Tra formazione e buone pratiche coinvolti un centinaio di operatori (in collaborazione con il Comune di Napoli, la Regione Campania, le Università Federico II e Suor Orsola Benincasa) dando vita a un modello replicabile in altre città italiane, come annunciato da Giorgio Tamburlini, presidente del CSB, nel Salone delle Colonne del Complesso Monumentale dell’Annunziata.
“Napoli si propone come avanguardia di un’opera di sensibilizzazione e di cambiamento sul tema della paternità e della maschilità” il suo bilancio positivo anche in termini di entusiasmo dei papà che hanno partecipato superando gli stereotipi. Maura Striano, assessora all’Istruzione e alle Famiglie del Comune di Napoli ha sottolineato: “Coinvolgere i padri nelle pratiche di cura è essenziale per la crescita, questo progetto ne ha confermato l’importanza”. Per il pediatra Paolo Siani, componente del Tavolo per l’Infanzia e l’Adolescenza- Comune di Napoli, la speranza è che la legislazione italiana, anche quella regionale, possa allargare il congedo paterno retribuito.
“Noi pensiamo erroneamente che la nascita di un bambino sia sostanzialmente un affare solo della donna, basti ricordare che parliamo di 10 giorni lavorativi per il padre e 150 per la mamma. Siamo in linea con Direttiva UE, ma sul livello minimo previsto ” fa notare ricordando anche il problema dei padri detenuti, attualmente tremila tra Poggioreale e Secondigliano. Oltretutto dati sull’utilizzo dei congedi si riferiscono al settore pubblico mentre nel privato tra grandi e piccole aziende le possibilità per padri variano moltissimo e nulla è previsto per gli autonomi.
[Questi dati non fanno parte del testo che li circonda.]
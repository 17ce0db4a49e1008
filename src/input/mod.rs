//! Input records and problem loading.
//!
//! Three documents make up a problem:
//!
//! | Document | Shape |
//! |----------|-------|
//! | programs | array of [`ProgramRecord`] objects |
//! | participants | object mapping participant id → [`ParticipantRecord`] |
//! | facilitators | array of `[program id, participant id]` pairs |
//!
//! Loading validates the records first. Fatal findings abort with
//! [`ProblemError::Validation`]; the rest are logged and tolerated.

mod records;

pub use records::{FacilitatorLink, ParticipantRecord, ProgramRecord, SLOT_ENABLED};

use std::collections::BTreeMap;
use tracing::{info, warn};

use crate::error::ProblemError;
use crate::models::Problem;
use crate::validation::{validate_records, ValidationError};

impl Problem {
    /// Builds a problem from already-decoded input records.
    ///
    /// Participants are added in id order, so two loads of the same
    /// input produce identical problems.
    pub fn from_records(
        programs: &[ProgramRecord],
        participants: &BTreeMap<String, ParticipantRecord>,
        facilitators: &[FacilitatorLink],
    ) -> Result<Self, ProblemError> {
        if let Err(errors) = validate_records(programs, participants, facilitators) {
            let (fatal, tolerated): (Vec<ValidationError>, Vec<ValidationError>) =
                errors.into_iter().partition(ValidationError::is_fatal);
            for error in &tolerated {
                warn!(kind = ?error.kind, "{}", error.message);
            }
            if !fatal.is_empty() {
                return Err(ProblemError::Validation(fatal));
            }
        }

        let mut problem = Problem::new();
        for record in programs {
            problem.add_program(record.to_program()?)?;
        }
        for (id, record) in participants {
            problem.add_participant(id.as_str(), record.availability(), &record.wishes())?;
        }
        for link in facilitators {
            problem.add_facilitator(link.program(), link.participant())?;
        }

        info!(
            programs = problem.program_count(),
            participants = problem.participant_count(),
            facilitators = facilitators.len(),
            "problem loaded"
        );
        Ok(problem)
    }

    /// Parses the three JSON documents and builds a problem.
    pub fn from_json(
        programs: &str,
        participants: &str,
        facilitators: &str,
    ) -> Result<Self, ProblemError> {
        let programs: Vec<ProgramRecord> = serde_json::from_str(programs)?;
        let participants: BTreeMap<String, ParticipantRecord> =
            serde_json::from_str(participants)?;
        let facilitators: Vec<FacilitatorLink> = serde_json::from_str(facilitators)?;
        Self::from_records(&programs, &participants, &facilitators)
    }
}
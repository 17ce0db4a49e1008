//! Participant model.
//!
//! A participant has a ranked wish list of programs, a per-slot
//! availability mask and, after optimization, up to one allocation per
//! slot. Pending wishes form a stack: the top is the next program to
//! try, and a wish leaves the stack once it has been placed or found
//! unplaceable. The full original list is kept separately.

use serde::{Deserialize, Serialize};

use super::{slots, Preference, ProgramKey, Slot, SLOT_COUNT};

/// Fitness of a participant before any fitness has been computed.
pub const UNALLOCATED_FITNESS: u32 = 30;
/// Upper bound for the penalty of a free, available slot.
pub const MAX_SLOT_PENALTY: u32 = 13;
/// Added to the wish-list length to get the penalty of a free slot.
pub const SLOT_PENALTY_OFFSET: u32 = 3;

/// What a participant attends in one slot.
#[derive(Debug, Clone, Copy, PartialEq, Eq, Serialize, Deserialize)]
pub struct Allocation {
    preference: Preference,
    continued_from: Option<Slot>,
}

impl Allocation {
    /// A regular roster seat.
    pub fn regular(preference: Preference) -> Self {
        Self {
            preference,
            continued_from: None,
        }
    }

    /// Placeholder for a program that continues from `from` into another slot.
    pub fn continuation(preference: Preference, from: Slot) -> Self {
        Self {
            preference,
            continued_from: Some(from),
        }
    }

    pub fn preference(&self) -> Preference {
        self.preference
    }

    pub fn program(&self) -> ProgramKey {
        self.preference.program()
    }

    pub fn rank(&self) -> u32 {
        self.preference.rank()
    }

    /// Source slot when this is a continuation placeholder.
    pub fn continued_from(&self) -> Option<Slot> {
        self.continued_from
    }

    /// Whether this allocation holds a roster seat.
    pub fn is_regular(&self) -> bool {
        self.continued_from.is_none()
    }
}

/// An event participant.
#[derive(Debug, Clone, Serialize, Deserialize)]
pub struct Participant {
    id: String,
    available: [bool; SLOT_COUNT],
    /// Pending wishes; the last element is the top of the stack.
    pending: Vec<Preference>,
    original: Vec<Preference>,
    allocated: [Option<Allocation>; SLOT_COUNT],
}

impl Participant {
    /// Creates a participant from an ordered wish list (best first).
    pub fn new(
        id: impl Into<String>,
        available: [bool; SLOT_COUNT],
        preferences: Vec<Preference>,
    ) -> Self {
        let pending = preferences.iter().rev().copied().collect();
        Self {
            id: id.into(),
            available,
            pending,
            original: preferences,
            allocated: [None; SLOT_COUNT],
        }
    }

    pub fn id(&self) -> &str {
        &self.id
    }

    #[inline]
    pub fn is_available(&self, slot: Slot) -> bool {
        self.available[slot]
    }

    pub fn availability(&self) -> [bool; SLOT_COUNT] {
        self.available
    }

    /// Number of slots the participant attends the event in.
    pub fn available_count(&self) -> usize {
        self.available.iter().filter(|&&b| b).count()
    }

    /// Available and not yet allocated.
    #[inline]
    pub fn is_free_at(&self, slot: Slot) -> bool {
        self.available[slot] && self.allocated[slot].is_none()
    }

    /// Pending wishes, bottom of the stack first.
    pub fn pending(&self) -> &[Preference] {
        &self.pending
    }

    /// The next wish to try.
    pub fn top_preference(&self) -> Option<Preference> {
        self.pending.last().copied()
    }

    /// The wish right below the top of the stack.
    pub fn next_preference(&self) -> Option<Preference> {
        self.pending.iter().rev().nth(1).copied()
    }

    /// Rank of the top wish, `u32::MAX` when nothing is pending.
    pub fn top_preference_rank(&self) -> u32 {
        self.top_preference().map_or(u32::MAX, |p| p.rank())
    }

    /// Whether the top wish names `program`.
    pub fn has_top_preference(&self, program: ProgramKey) -> bool {
        self.top_preference().is_some_and(|p| p.program() == program)
    }

    /// The full wish list, best first.
    pub fn original_preferences(&self) -> &[Preference] {
        &self.original
    }

    /// Rank of `program` in the original wish list.
    pub fn rank_of(&self, program: ProgramKey) -> Option<u32> {
        self.original
            .iter()
            .find(|p| p.program() == program)
            .map(Preference::rank)
    }

    pub fn allocation(&self, slot: Slot) -> Option<&Allocation> {
        self.allocated[slot].as_ref()
    }

    pub fn allocations(&self) -> &[Option<Allocation>; SLOT_COUNT] {
        &self.allocated
    }

    pub fn allocated_count(&self) -> usize {
        self.allocated.iter().filter(|a| a.is_some()).count()
    }

    pub fn unallocated_count(&self) -> usize {
        SLOT_COUNT - self.allocated_count()
    }

    /// Whether any slot is allocated to `program`.
    pub fn holds_program(&self, program: ProgramKey) -> bool {
        self.allocated
            .iter()
            .flatten()
            .any(|a| a.program() == program)
    }

    /// Whether a slot other than `except` is allocated to `program`.
    pub fn holds_program_elsewhere(&self, program: ProgramKey, except: Slot) -> bool {
        slots()
            .filter(|&s| s != except)
            .any(|s| self.allocated[s].is_some_and(|a| a.program() == program))
    }

    /// Best (lowest) rank among current allocations.
    pub fn best_rank(&self) -> Option<u32> {
        self.allocated.iter().flatten().map(Allocation::rank).min()
    }

    /// Penalty for an available slot left without an allocation.
    pub fn unallocated_slot_penalty(&self) -> u32 {
        let len = u32::try_from(self.original.len()).unwrap_or(u32::MAX);
        len.saturating_add(SLOT_PENALTY_OFFSET).min(MAX_SLOT_PENALTY)
    }

    /// Sum of allocated ranks plus penalties for free available slots.
    ///
    /// Lower is better. Pure function of the current allocation and
    /// availability.
    pub fn fitness(&self) -> u32 {
        let penalty = self.unallocated_slot_penalty();
        slots()
            .map(|s| match &self.allocated[s] {
                Some(a) => a.rank(),
                None if self.available[s] => penalty,
                None => 0,
            })
            .sum()
    }

    /// Hopeless (nothing left to try) or allocated in every slot.
    pub fn is_resolved(&self) -> bool {
        self.pending.is_empty() || self.allocated.iter().all(Option::is_some)
    }

    pub(crate) fn pop_top(&mut self) -> Option<Preference> {
        self.pending.pop()
    }

    /// Drops `program` from the pending stack (used when it was placed
    /// outside the normal stack order).
    pub(crate) fn discard_pending(&mut self, program: ProgramKey) {
        self.pending.retain(|p| p.program() != program);
    }

    pub(crate) fn set_allocation(
        &mut self,
        slot: Slot,
        allocation: Option<Allocation>,
    ) -> Option<Allocation> {
        std::mem::replace(&mut self.allocated[slot], allocation)
    }

    pub(crate) fn mark_unavailable(&mut self, slot: Slot) {
        self.available[slot] = false;
    }
}

#[cfg(test)]
mod tests {
    use super::*;

    fn prefs(programs: &[usize]) -> Vec<Preference> {
        programs
            .iter()
            .enumerate()
            .map(|(i, &p)| Preference::new(ProgramKey(p), i as u32 + 1))
            .collect()
    }

    #[test]
    fn test_pending_stack_order() {
        let mut p = Participant::new("a", [true; 3], prefs(&[10, 11, 12]));
        assert_eq!(p.top_preference().map(|x| x.program()), Some(ProgramKey(10)));
        assert_eq!(p.next_preference().map(|x| x.program()), Some(ProgramKey(11)));
        assert_eq!(p.top_preference_rank(), 1);

        p.pop_top();
        assert_eq!(p.top_preference_rank(), 2);
        p.pop_top();
        assert_eq!(p.next_preference(), None);
        p.pop_top();
        assert_eq!(p.top_preference(), None);
        assert_eq!(p.top_preference_rank(), u32::MAX);
        // Original list untouched
        assert_eq!(p.original_preferences().len(), 3);
    }

    #[test]
    fn test_fitness_penalties() {
        // 2 wishes → penalty 5 per free available slot
        let mut p = Participant::new("a", [true, true, false], prefs(&[0, 1]));
        assert_eq!(p.unallocated_slot_penalty(), 5);
        assert_eq!(p.fitness(), 10);

        p.set_allocation(0, Some(Allocation::regular(Preference::new(ProgramKey(1), 2))));
        assert_eq!(p.fitness(), 2 + 5);
        assert_eq!(p.fitness(), p.fitness());
    }

    #[test]
    fn test_fitness_penalty_is_capped() {
        let many: Vec<usize> = (0..20).collect();
        let p = Participant::new("a", [true; 3], prefs(&many));
        assert_eq!(p.unallocated_slot_penalty(), MAX_SLOT_PENALTY);
        assert_eq!(p.fitness(), 3 * MAX_SLOT_PENALTY);
    }

    #[test]
    fn test_resolved() {
        let mut p = Participant::new("a", [true; 3], prefs(&[0]));
        assert!(!p.is_resolved());
        p.pop_top();
        assert!(p.is_resolved()); // hopeless

        let mut q = Participant::new("b", [true; 3], prefs(&[0, 1, 2, 3]));
        for s in 0..3 {
            q.set_allocation(s, Some(Allocation::regular(Preference::new(ProgramKey(s), 1))));
        }
        assert!(q.is_resolved());

        let empty = Participant::new("c", [true; 3], Vec::new());
        assert!(empty.is_resolved());
    }

    #[test]
    fn test_holdings() {
        let mut p = Participant::new("a", [true; 3], prefs(&[4, 5]));
        p.set_allocation(1, Some(Allocation::regular(Preference::new(ProgramKey(5), 2))));
        assert!(p.holds_program(ProgramKey(5)));
        assert!(!p.holds_program_elsewhere(ProgramKey(5), 1));
        assert!(p.holds_program_elsewhere(ProgramKey(5), 0));
        assert_eq!(p.best_rank(), Some(2));
        assert_eq!(p.rank_of(ProgramKey(4)), Some(1));
        assert_eq!(p.rank_of(ProgramKey(9)), None);
        assert!(!p.is_free_at(1));
        assert!(p.is_free_at(0));
    }

    #[test]
    fn test_discard_pending() {
        let mut p = Participant::new("a", [true; 3], prefs(&[1, 2, 3]));
        p.discard_pending(ProgramKey(2));
        assert_eq!(p.pending().len(), 2);
        assert_eq!(p.next_preference().map(|x| x.program()), Some(ProgramKey(3)));
    }

    #[test]
    fn test_continuation_allocation() {
        let a = Allocation::continuation(Preference::new(ProgramKey(0), 3), 0);
        assert!(!a.is_regular());
        assert_eq!(a.continued_from(), Some(0));
        assert_eq!(a.rank(), 3);
        assert!(Allocation::regular(Preference::new(ProgramKey(0), 3)).is_regular());
    }
}
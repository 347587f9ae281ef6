use receivables_core_api::domain::permission::Permission;
use receivables_core_db::models::user_context::{LoginUserModel, UserContextModel};
use receivables_core_db::repository::json::{load_json, store_json};
use receivables_core_db::repository::session_storage::SessionStorage;
use receivables_core_db::repository::storage_key::StorageKey;
use std::str::FromStr;
use std::sync::Arc;

use super::capability::CapabilitySet;
use crate::error::SessionResult;

/// Context derived from the login payload
///
/// Permissions are merged across roles without duplicates, in first-seen
/// order; codes the client does not know are skipped. The user is an admin
/// when any role is named `admin`, in any case.
pub fn build_context(user: &LoginUserModel) -> UserContextModel {
    let roles: Vec<_> = user.user_roles.iter().filter_map(|entry| entry.role.as_ref()).collect();

    let mut permissions = Vec::new();
    for code in roles
        .iter()
        .filter_map(|role| role.permissions.as_ref())
        .flat_map(|raw| raw.codes())
    {
        match Permission::from_str(code) {
            Ok(permission) if !permissions.contains(&permission) => permissions.push(permission),
            Ok(_) => {}
            Err(()) => tracing::debug!(code, "skipping unknown permission code"),
        }
    }

    let is_admin = roles
        .iter()
        .any(|role| role.name.as_deref().is_some_and(|name| name.eq_ignore_ascii_case("admin")));

    let role_name = user
        .user_roles
        .first()
        .and_then(|entry| entry.role.as_ref())
        .and_then(|role| role.name.clone())
        .unwrap_or_default();

    UserContextModel {
        user_id: user.id,
        role_name,
        permissions,
        is_admin,
    }
}

/// Cached user context kept under `userContext`
pub struct UserContextStore {
    storage: Arc<dyn SessionStorage>,
}

impl UserContextStore {
    pub fn new(storage: Arc<dyn SessionStorage>) -> Self {
        Self { storage }
    }

    /// Cache the context of a fresh login; no user clears it
    pub async fn set_from_login(&self, user: Option<&LoginUserModel>) -> SessionResult<()> {
        match user {
            Some(user) => self.save(&build_context(user)).await,
            None => self.clear().await,
        }
    }

    /// Context for a user who just created their own company
    pub async fn set_admin_defaults(&self, user_id: Option<i64>) -> SessionResult<()> {
        self.save(&UserContextModel {
            user_id,
            role_name: "Admin".to_string(),
            permissions: Vec::new(),
            is_admin: true,
        })
        .await
    }

    /// Current context; missing or malformed caches read as empty
    pub async fn context(&self) -> SessionResult<UserContextModel> {
        let context: Option<UserContextModel> = load_json(self.storage.as_ref(), StorageKey::UserContext).await?;
        Ok(context.unwrap_or_default())
    }

    pub async fn capabilities(&self) -> SessionResult<CapabilitySet> {
        Ok(CapabilitySet::from(&self.context().await?))
    }

    pub async fn has_permission(&self, permission: Permission) -> SessionResult<bool> {
        Ok(self.capabilities().await?.allows(permission))
    }

    pub async fn clear(&self) -> SessionResult<()> {
        self.storage.remove(StorageKey::UserContext).await?;
        Ok(())
    }

    async fn save(&self, context: &UserContextModel) -> SessionResult<()> {
        store_json(self.storage.as_ref(), StorageKey::UserContext, context).await?;
        Ok(())
    }
}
“Napoli ci è parsa dall’inizio la città ideale, perché se da una parte presenta problematiche comuni anche ad altre realtà italiane, come la bassa occupazione femminile, offre un contesto dinamico e potenzialmente innovativo” aggiunge Annina Lubbock, sociologa CSB.
Continua a seguire il nostro sito e la pagina Facebook La Bussola TV per orientarti e informarti in Campania. Siamo anche su Tik Tok e Instagram! Entra nel canale TikTok per seguire i nostri eventi live!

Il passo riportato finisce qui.